Principle:Apache Flink Source Switching
| Knowledge Sources | |
|---|---|
| Domains | Stream_Processing, Source_Architecture |
| Last Updated | 2026-02-09 00:00 GMT |
Overview
A coordinated source transition mechanism that waits for all readers to finish the current source before atomically switching all readers to the next source in the chain.
Description
Source Switching handles the coordination challenge of transitioning multiple parallel readers between sources. The enumerator collects SourceReaderFinishedEvent from all readers. Once all readers have finished the current source, it:
- Closes the current sources enumerator
- Creates the next source (optionally via SourceFactory with the previous enumerator for position handoff)

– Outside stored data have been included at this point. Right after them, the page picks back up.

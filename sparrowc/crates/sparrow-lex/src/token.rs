//! Token definitions.
//!
//! A [`Token`] pairs a [`TokenKind`] with the exact source slice it was formed
//! from. The lexer never rebuilds text, so literal tokens keep their original
//! escaping and quoting.

use std::fmt;

use sparrow_util::Span;

/// Every kind of token the lexer can produce.
#[derive(Clone, Copy, Debug, PartialEq, Eq, Hash, PartialOrd, Ord)]
pub enum TokenKind {
    // ===== Declaration keywords =====
    /// `associatedtype`
    Associatedtype,
    /// `class`
    Class,
    /// `deinit`
    Deinit,
    /// `enum`
    Enum,
    /// `extension`
    Extension,
    /// `func`
    Func,
    /// `import`
    Import,
    /// `init`
    Init,
    /// `inout`
    Inout,
    /// `let`
    Let,
    /// `operator`
    Operator,
    /// `precedencegroup`
    Precedencegroup,
    /// `protocol`
    Protocol,
    /// `struct`
    Struct,
    /// `subscript`
    Subscript,
    /// `typealias`
    Typealias,
    /// `var`
    Var,
    /// `__shared`
    Shared,
    /// `__owned`
    Owned,

    // ===== Modifiers =====
    /// `fileprivate`
    Fileprivate,
    /// `internal`
    Internal,
    /// `private`
    Private,
    /// `public`
    Public,
    /// `static`
    Static,

    // ===== Statement keywords =====
    /// `defer`
    Defer,
    /// `if`
    If,
    /// `guard`
    Guard,
    /// `do`
    Do,
    /// `repeat`
    Repeat,
    /// `else`
    Else,
    /// `for`
    For,
    /// `in`
    In,
    /// `while`
    While,
    /// `return`
    Return,
    /// `break`
    Break,
    /// `continue`
    Continue,
    /// `fallthrough`
    Fallthrough,
    /// `switch`
    Switch,
    /// `case`
    Case,
    /// `default`
    Default,
    /// `where`
    Where,
    /// `catch`
    Catch,

    // ===== Expression keywords =====
    /// `as`
    As,
    /// `Any`
    Any,
    /// `false`
    False,
    /// `is`
    Is,
    /// `nil`
    Nil,
    /// `rethrows`
    Rethrows,
    /// `super`
    Super,
    /// `self`
    SelfValue,
    /// `Self`
    SelfType,
    /// `throw`
    Throw,
    /// `true`
    True,
    /// `try`
    Try,
    /// `throws`
    Throws,
    /// `__FILE__`
    MagicFile,
    /// `__LINE__`
    MagicLine,
    /// `__COLUMN__`
    MagicColumn,
    /// `__FUNCTION__`
    MagicFunction,
    /// `__DSO_HANDLE__`
    MagicDsoHandle,
    /// `_`
    Underscore,

    // ===== Trivia =====
    /// Whitespace run (only with trivia retention)
    Whitespace,
    /// Line or block comment, or a hashbang line (only with trivia retention)
    Comment,

    // ===== Directives =====
    /// `#if`
    PoundIf,
    /// `#else`
    PoundElse,
    /// `#elseif`
    PoundElseif,
    /// `#endif`
    PoundEndif,
    /// `#keyPath`
    PoundKeyPath,
    /// `#line`
    PoundLine,
    /// `#sourceLocation`
    PoundSourceLocation,
    /// `#selector`
    PoundSelector,
    /// `#file`
    PoundFile,
    /// `#column`
    PoundColumn,
    /// `#function`
    PoundFunction,
    /// `#dsohandle`
    PoundDsohandle,

    // ===== Delimiters =====
    /// `(`
    LParen,
    /// `)`
    RParen,
    /// `{`
    LBrace,
    /// `}`
    RBrace,
    /// `[`
    LSquare,
    /// `]`
    RSquare,

    // ===== Separators =====
    /// `,`
    Comma,
    /// `:`
    Colon,
    /// `;`
    Semi,
    /// `@`
    AtSign,
    /// A `#` that does not start a known directive
    Pound,
    /// `\`
    Backslash,
    /// A backtick that does not enclose an identifier
    Backtick,

    // ===== Operator-shaped tokens =====
    /// `=`
    Equal,
    /// Prefix `&`
    AmpPrefix,
    /// Member access `.`
    Period,
    /// Prefix `.`
    PeriodPrefix,
    /// Postfix `!`
    ExclaimPostfix,
    /// Postfix `?`
    QuestionPostfix,
    /// Infix `?` (ternary)
    QuestionInfix,
    /// `->`
    Arrow,
    /// Binary operator bound on both sides, `a+b`
    OperBinaryUnspaced,
    /// Binary operator free on both sides, `a + b`
    OperBinarySpaced,
    /// Postfix operator, `a++ `
    OperPostfix,
    /// Prefix operator, ` -a`
    OperPrefix,

    // ===== Literals =====
    /// Integer literal in any radix
    IntegerLiteral,
    /// Decimal or hexadecimal floating-point literal
    FloatingLiteral,
    /// String literal, including its quotes
    StringLiteral,

    // ===== Names =====
    /// Identifier, including backtick-escaped identifiers
    Identifier,
    /// Positional `$0`-style identifier
    DollarIdent,

    // ===== Terminal =====
    /// End of input
    Eof,
    /// Malformed input
    Unknown,
}

impl TokenKind {
    /// Looks up a reserved word.
    ///
    /// ```
    /// use sparrow_lex::TokenKind;
    ///
    /// assert_eq!(TokenKind::from_keyword("init"), Some(TokenKind::Init));
    /// assert_eq!(TokenKind::from_keyword("Self"), Some(TokenKind::SelfType));
    /// assert_eq!(TokenKind::from_keyword("initialize"), None);
    /// ```
    pub fn from_keyword(text: &str) -> Option<TokenKind> {
        use TokenKind::*;

        let kind = match text {
            "associatedtype" => Associatedtype,
            "class" => Class,
            "deinit" => Deinit,
            "enum" => Enum,
            "extension" => Extension,
            "func" => Func,
            "import" => Import,
            "init" => Init,
            "inout" => Inout,
            "let" => Let,
            "operator" => Operator,
            "precedencegroup" => Precedencegroup,
            "protocol" => Protocol,
            "struct" => Struct,
            "subscript" => Subscript,
            "typealias" => Typealias,
            "var" => Var,
            "__shared" => Shared,
            "__owned" => Owned,

            "fileprivate" => Fileprivate,
            "internal" => Internal,
            "private" => Private,
            "public" => Public,
            "static" => Static,

            "defer" => Defer,
            "if" => If,
            "guard" => Guard,
            "do" => Do,
            "repeat" => Repeat,
            "else" => Else,
            "for" => For,
            "in" => In,
            "while" => While,
            "return" => Return,
            "break" => Break,
            "continue" => Continue,
            "fallthrough" => Fallthrough,
            "switch" => Switch,
            "case" => Case,
            "default" => Default,
            "where" => Where,
            "catch" => Catch,

            "as" => As,
            "Any" => Any,
            "false" => False,
            "is" => Is,
            "nil" => Nil,
            "rethrows" => Rethrows,
            "super" => Super,
            "self" => SelfValue,
            "Self" => SelfType,
            "throw" => Throw,
            "true" => True,
            "try" => Try,
            "throws" => Throws,
            "__FILE__" => MagicFile,
            "__LINE__" => MagicLine,
            "__COLUMN__" => MagicColumn,
            "__FUNCTION__" => MagicFunction,
            "__DSO_HANDLE__" => MagicDsoHandle,
            "_" => Underscore,
            _ => return None,
        };
        Some(kind)
    }

    /// Looks up the name following a `#`.
    ///
    /// ```
    /// use sparrow_lex::TokenKind;
    ///
    /// assert_eq!(TokenKind::from_directive("elseif"), Some(TokenKind::PoundElseif));
    /// assert_eq!(TokenKind::from_directive("warning"), None);
    /// ```
    pub fn from_directive(name: &str) -> Option<TokenKind> {
        let kind = match name {
            "if" => TokenKind::PoundIf,
            "else" => TokenKind::PoundElse,
            "elseif" => TokenKind::PoundElseif,
            "endif" => TokenKind::PoundEndif,
            "keyPath" => TokenKind::PoundKeyPath,
            "line" => TokenKind::PoundLine,
            "sourceLocation" => TokenKind::PoundSourceLocation,
            "selector" => TokenKind::PoundSelector,
            "file" => TokenKind::PoundFile,
            "column" => TokenKind::PoundColumn,
            "function" => TokenKind::PoundFunction,
            "dsohandle" => TokenKind::PoundDsohandle,
            _ => return None,
        };
        Some(kind)
    }

    /// Returns true for whitespace and comments.
    #[inline]
    pub fn is_trivia(self) -> bool {
        matches!(self, TokenKind::Whitespace | TokenKind::Comment)
    }

    /// Returns true for reserved words.
    pub fn is_keyword(self) -> bool {
        self <= TokenKind::Underscore
    }

    /// Returns true for `#`-directives.
    pub fn is_directive(self) -> bool {
        (TokenKind::PoundIf..=TokenKind::PoundDsohandle).contains(&self)
    }

    /// Returns true for operator-shaped tokens.
    pub fn is_operator(self) -> bool {
        (TokenKind::Equal..=TokenKind::OperPrefix).contains(&self)
    }

    /// Returns true for literals.
    pub fn is_literal(self) -> bool {
        matches!(
            self,
            TokenKind::IntegerLiteral | TokenKind::FloatingLiteral | TokenKind::StringLiteral
        )
    }

    /// The name used when printing tokens.
    ///
    /// Keywords print as their spelling; everything else uses a lower camel
    /// case name.
    pub fn name(self) -> &'static str {
        use TokenKind::*;

        match self {
            Associatedtype => "associatedtype",
            Class => "class",
            Deinit => "deinit",
            Enum => "enum",
            Extension => "extension",
            Func => "func",
            Import => "import",
            Init => "init",
            Inout => "inout",
            Let => "let",
            Operator => "operator",
            Precedencegroup => "precedencegroup",
            Protocol => "protocol",
            Struct => "struct",
            Subscript => "subscript",
            Typealias => "typealias",
            Var => "var",
            Shared => "__shared",
            Owned => "__owned",
            Fileprivate => "fileprivate",
            Internal => "internal",
            Private => "private",
            Public => "public",
            Static => "static",
            Defer => "defer",
            If => "if",
            Guard => "guard",
            Do => "do",
            Repeat => "repeat",
            Else => "else",
            For => "for",
            In => "in",
            While => "while",
            Return => "return",
            Break => "break",
            Continue => "continue",
            Fallthrough => "fallthrough",
            Switch => "switch",
            Case => "case",
            Default => "default",
            Where => "where",
            Catch => "catch",
            As => "as",
            Any => "Any",
            False => "false",
            Is => "is",
            Nil => "nil",
            Rethrows => "rethrows",
            Super => "super",
            SelfValue => "self",
            SelfType => "Self",
            Throw => "throw",
            True => "true",
            Try => "try",
            Throws => "throws",
            MagicFile => "__FILE__",
            MagicLine => "__LINE__",
            MagicColumn => "__COLUMN__",
            MagicFunction => "__FUNCTION__",
            MagicDsoHandle => "__DSO_HANDLE__",
            Underscore => "_",
            Whitespace => "whitespace",
            Comment => "comment",
            PoundIf => "poundIf",
            PoundElse => "poundElse",
            PoundElseif => "poundElseif",
            PoundEndif => "poundEndif",
            PoundKeyPath => "poundKeyPath",
            PoundLine => "poundLine",
            PoundSourceLocation => "poundSourceLocation",
            PoundSelector => "poundSelector",
            PoundFile => "poundFile",
            PoundColumn => "poundColumn",
            PoundFunction => "poundFunction",
            PoundDsohandle => "poundDsohandle",
            LParen => "lParen",
            RParen => "rParen",
            LBrace => "lBrace",
            RBrace => "rBrace",
            LSquare => "lSquare",
            RSquare => "rSquare",
            Comma => "comma",
            Colon => "colon",
            Semi => "semi",
            AtSign => "atSign",
            Pound => "pound",
            Backslash => "backslash",
            Backtick => "backtick",
            Equal => "equal",
            AmpPrefix => "ampPrefix",
            Period => "period",
            PeriodPrefix => "periodPrefix",
            ExclaimPostfix => "exclaimPostfix",
            QuestionPostfix => "questionPostfix",
            QuestionInfix => "questionInfix",
            Arrow => "arrow",
            OperBinaryUnspaced => "operBinaryUnspaced",
            OperBinarySpaced => "operBinarySpaced",
            OperPostfix => "operPostfix",
            OperPrefix => "operPrefix",
            IntegerLiteral => "integerLiteral",
            FloatingLiteral => "floatingLiteral",
            StringLiteral => "stringLiteral",
            Identifier => "identifier",
            DollarIdent => "dollarIdent",
            Eof => "eof",
            Unknown => "unknown",
        }
    }
}

impl fmt::Display for TokenKind {
    fn fmt(&self, f: &mut fmt::Formatter<'_>) -> fmt::Result {
        f.write_str(self.name())
    }
}

/// A token: a kind plus the exact text it covers.
///
/// # Example
///
/// ```
/// use sparrow_lex::{Lexer, TokenKind};
///
/// let mut lexer = Lexer::new("let answer = 42");
/// let token = lexer.next_token();
///
/// assert_eq!(token.kind, TokenKind::Let);
/// assert_eq!(token.text, "let");
/// assert!(token.is_first_in_line);
/// assert_eq!(token.to_string(), "let(\"let\")");
/// ```
#[derive(Clone, Copy, Debug, PartialEq, Eq, Hash)]
pub struct Token<'a> {
    /// What the token is.
    pub kind: TokenKind,
    /// The source slice the token was formed from.
    pub text: &'a str,
    /// True if no non-trivia token precedes this one on its line.
    pub is_first_in_line: bool,
    /// Scalar range of `text` in the source.
    pub span: Span,
}

impl<'a> Token<'a> {
    /// Creates a token.
    pub fn new(kind: TokenKind, text: &'a str, is_first_in_line: bool, span: Span) -> Self {
        Self {
            kind,
            text,
            is_first_in_line,
            span,
        }
    }

    /// Returns true for the end-of-input token.
    #[inline]
    pub fn is_eof(&self) -> bool {
        self.kind == TokenKind::Eof
    }

    /// Returns true for whitespace and comment tokens.
    #[inline]
    pub fn is_trivia(&self) -> bool {
        self.kind.is_trivia()
    }
}

impl fmt::Display for Token<'_> {
    fn fmt(&self, f: &mut fmt::Formatter<'_>) -> fmt::Result {
        write!(f, "{}({:?})", self.kind, self.text)
    }
}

- Sends SwitchSourceEvent to all readers with the new source and whether it is the final source
- Readers create new underlying readers from the received source
The SourceSwitchContext enables position-based handoff: for example, a file source can pass its final offset to a Kafka source to start reading from the corresponding position.
Usage
This principle operates automatically. Users configure position handoff by providing a SourceFactory that receives the previous enumerator when adding sources to the chain.
Theoretical Basis
// Abstract source switching
function handleSourceEvent(subtaskId, event):
if event is SourceReaderFinishedEvent:
finishedReaders.add(subtaskId)
if finishedReaders.size == totalReaders:
switchEnumerator()
function switchEnumerator():
closeCurrentEnumerator()
nextSource = sourceFactory.create(SourceSwitchContext(previousEnumerator))
newEnumerator = nextSource.createEnumerator(contextProxy)
for each reader:
send SwitchSourceEvent(nextIndex, nextSource, isFinal)
newEnumerator.start()